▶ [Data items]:
********************

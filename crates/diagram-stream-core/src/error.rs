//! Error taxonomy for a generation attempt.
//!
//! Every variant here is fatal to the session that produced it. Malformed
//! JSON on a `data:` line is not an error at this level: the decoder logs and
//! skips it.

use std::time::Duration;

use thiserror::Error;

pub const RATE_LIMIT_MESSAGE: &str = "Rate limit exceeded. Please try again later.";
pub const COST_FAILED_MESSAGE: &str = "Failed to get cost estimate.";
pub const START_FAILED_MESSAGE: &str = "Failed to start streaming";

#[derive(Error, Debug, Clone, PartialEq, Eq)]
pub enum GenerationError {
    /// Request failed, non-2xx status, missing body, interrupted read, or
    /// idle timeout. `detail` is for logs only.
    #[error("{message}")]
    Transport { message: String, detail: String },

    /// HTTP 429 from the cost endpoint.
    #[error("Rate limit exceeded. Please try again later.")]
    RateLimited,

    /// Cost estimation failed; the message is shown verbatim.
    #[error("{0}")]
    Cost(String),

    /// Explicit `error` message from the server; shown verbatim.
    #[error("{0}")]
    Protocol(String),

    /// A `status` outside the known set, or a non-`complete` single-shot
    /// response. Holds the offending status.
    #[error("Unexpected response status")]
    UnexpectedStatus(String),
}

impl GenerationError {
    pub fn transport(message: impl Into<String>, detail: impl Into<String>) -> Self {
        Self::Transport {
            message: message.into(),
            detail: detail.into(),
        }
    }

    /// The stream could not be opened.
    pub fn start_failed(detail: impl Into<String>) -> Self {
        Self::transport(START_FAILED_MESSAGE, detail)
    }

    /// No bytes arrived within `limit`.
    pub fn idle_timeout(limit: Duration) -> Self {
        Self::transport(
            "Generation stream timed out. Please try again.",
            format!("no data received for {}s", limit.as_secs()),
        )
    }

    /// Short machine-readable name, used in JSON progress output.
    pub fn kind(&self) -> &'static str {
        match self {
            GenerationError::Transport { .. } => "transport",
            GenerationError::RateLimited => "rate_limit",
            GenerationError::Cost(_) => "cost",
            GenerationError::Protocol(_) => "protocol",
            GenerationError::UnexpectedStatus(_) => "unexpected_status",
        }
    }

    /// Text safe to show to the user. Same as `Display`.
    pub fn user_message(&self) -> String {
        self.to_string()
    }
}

********************

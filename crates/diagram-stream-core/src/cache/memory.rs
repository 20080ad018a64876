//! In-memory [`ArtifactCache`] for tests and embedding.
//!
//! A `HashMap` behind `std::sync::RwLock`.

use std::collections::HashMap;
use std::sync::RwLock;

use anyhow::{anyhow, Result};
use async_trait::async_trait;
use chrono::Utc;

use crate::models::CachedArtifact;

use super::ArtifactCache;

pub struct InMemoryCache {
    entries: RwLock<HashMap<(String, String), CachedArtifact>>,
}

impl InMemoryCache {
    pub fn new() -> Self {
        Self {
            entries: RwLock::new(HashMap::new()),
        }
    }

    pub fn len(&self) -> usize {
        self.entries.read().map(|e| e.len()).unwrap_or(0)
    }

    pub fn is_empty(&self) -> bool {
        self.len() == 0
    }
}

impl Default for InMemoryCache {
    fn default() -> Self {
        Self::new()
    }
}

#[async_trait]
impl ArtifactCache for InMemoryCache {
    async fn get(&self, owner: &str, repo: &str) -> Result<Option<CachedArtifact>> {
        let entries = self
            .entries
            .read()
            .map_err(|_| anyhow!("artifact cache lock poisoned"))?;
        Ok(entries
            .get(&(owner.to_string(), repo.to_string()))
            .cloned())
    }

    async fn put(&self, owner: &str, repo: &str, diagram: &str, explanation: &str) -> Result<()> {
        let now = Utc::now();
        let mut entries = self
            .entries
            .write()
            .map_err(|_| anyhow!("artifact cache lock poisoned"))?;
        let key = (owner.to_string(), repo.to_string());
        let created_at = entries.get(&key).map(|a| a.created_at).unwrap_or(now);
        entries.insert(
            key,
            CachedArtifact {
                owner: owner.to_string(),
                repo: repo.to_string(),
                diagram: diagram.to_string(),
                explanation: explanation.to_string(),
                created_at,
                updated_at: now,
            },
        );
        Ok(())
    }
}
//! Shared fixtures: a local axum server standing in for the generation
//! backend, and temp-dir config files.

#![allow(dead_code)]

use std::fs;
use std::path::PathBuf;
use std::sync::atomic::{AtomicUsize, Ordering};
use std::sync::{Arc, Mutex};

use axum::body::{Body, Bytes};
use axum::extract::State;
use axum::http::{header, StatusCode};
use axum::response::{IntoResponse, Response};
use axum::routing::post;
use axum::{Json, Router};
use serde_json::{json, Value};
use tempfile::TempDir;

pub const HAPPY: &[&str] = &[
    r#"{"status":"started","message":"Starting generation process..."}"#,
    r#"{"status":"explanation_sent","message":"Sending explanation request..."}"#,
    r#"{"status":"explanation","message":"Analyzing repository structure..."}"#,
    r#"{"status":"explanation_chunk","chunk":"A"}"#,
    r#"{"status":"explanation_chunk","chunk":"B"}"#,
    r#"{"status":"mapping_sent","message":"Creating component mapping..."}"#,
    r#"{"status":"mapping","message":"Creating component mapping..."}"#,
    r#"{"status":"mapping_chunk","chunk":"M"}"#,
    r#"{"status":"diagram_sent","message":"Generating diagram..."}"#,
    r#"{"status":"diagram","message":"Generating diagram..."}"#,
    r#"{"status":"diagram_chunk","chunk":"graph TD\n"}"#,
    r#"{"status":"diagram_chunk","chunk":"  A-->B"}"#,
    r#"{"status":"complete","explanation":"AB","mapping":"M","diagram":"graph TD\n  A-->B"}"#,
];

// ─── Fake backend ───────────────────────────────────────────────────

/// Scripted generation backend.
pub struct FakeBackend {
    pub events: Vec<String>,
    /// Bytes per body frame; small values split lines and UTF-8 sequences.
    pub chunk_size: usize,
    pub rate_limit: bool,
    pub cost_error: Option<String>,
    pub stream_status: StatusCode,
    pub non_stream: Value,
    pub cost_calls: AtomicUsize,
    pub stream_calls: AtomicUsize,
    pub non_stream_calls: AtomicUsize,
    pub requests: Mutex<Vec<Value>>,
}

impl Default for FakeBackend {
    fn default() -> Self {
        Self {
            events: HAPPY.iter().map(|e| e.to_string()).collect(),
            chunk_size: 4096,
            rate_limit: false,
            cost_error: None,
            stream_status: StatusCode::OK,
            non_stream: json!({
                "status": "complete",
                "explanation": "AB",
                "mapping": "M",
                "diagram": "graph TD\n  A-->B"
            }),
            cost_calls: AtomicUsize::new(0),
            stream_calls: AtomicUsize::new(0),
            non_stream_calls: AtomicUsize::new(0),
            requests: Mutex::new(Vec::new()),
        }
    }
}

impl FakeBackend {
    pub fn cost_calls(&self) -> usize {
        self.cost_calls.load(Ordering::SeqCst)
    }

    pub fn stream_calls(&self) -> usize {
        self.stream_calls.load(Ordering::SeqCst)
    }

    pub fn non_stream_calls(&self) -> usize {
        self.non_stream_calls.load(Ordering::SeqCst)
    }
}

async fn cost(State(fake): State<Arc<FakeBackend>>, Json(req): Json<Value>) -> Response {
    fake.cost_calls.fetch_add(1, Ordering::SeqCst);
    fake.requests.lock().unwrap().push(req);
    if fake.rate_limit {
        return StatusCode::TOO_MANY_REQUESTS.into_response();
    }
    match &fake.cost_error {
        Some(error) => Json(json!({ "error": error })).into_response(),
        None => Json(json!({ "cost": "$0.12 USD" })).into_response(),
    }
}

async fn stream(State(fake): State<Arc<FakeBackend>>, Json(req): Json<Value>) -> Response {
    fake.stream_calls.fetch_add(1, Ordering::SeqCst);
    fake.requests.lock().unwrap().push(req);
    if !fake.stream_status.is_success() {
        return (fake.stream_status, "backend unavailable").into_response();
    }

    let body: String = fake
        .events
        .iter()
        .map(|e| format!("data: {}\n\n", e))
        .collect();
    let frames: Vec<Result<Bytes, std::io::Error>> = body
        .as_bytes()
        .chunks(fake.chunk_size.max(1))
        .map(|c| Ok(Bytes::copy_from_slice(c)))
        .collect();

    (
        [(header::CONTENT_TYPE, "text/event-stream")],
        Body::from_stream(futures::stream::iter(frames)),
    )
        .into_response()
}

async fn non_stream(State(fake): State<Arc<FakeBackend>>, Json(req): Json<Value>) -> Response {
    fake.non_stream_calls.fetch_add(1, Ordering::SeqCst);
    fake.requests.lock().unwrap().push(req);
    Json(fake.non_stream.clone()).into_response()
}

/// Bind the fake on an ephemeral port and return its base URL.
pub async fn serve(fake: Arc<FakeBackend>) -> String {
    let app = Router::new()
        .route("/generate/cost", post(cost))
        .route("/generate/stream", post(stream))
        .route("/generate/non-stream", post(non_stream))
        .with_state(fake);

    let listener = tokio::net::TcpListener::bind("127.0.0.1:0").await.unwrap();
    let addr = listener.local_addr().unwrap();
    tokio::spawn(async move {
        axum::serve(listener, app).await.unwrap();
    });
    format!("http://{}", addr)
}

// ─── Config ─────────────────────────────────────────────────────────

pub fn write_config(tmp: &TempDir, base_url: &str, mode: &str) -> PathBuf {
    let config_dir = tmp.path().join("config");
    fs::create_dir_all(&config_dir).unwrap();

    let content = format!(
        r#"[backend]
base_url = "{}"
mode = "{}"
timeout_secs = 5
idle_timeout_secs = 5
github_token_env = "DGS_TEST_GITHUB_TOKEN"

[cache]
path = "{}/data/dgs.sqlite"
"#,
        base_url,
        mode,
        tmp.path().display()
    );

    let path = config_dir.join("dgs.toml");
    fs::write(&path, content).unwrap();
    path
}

********************

▶ [Task instructions]:
Copy, from the lines above, each one that holds "later".

▶ [Output of the exercise]:
pub const RATE_LIMIT_MESSAGE: &str = "Rate limit exceeded. Please try again later.";
    #[error("Rate limit exceeded. Please try again later.")]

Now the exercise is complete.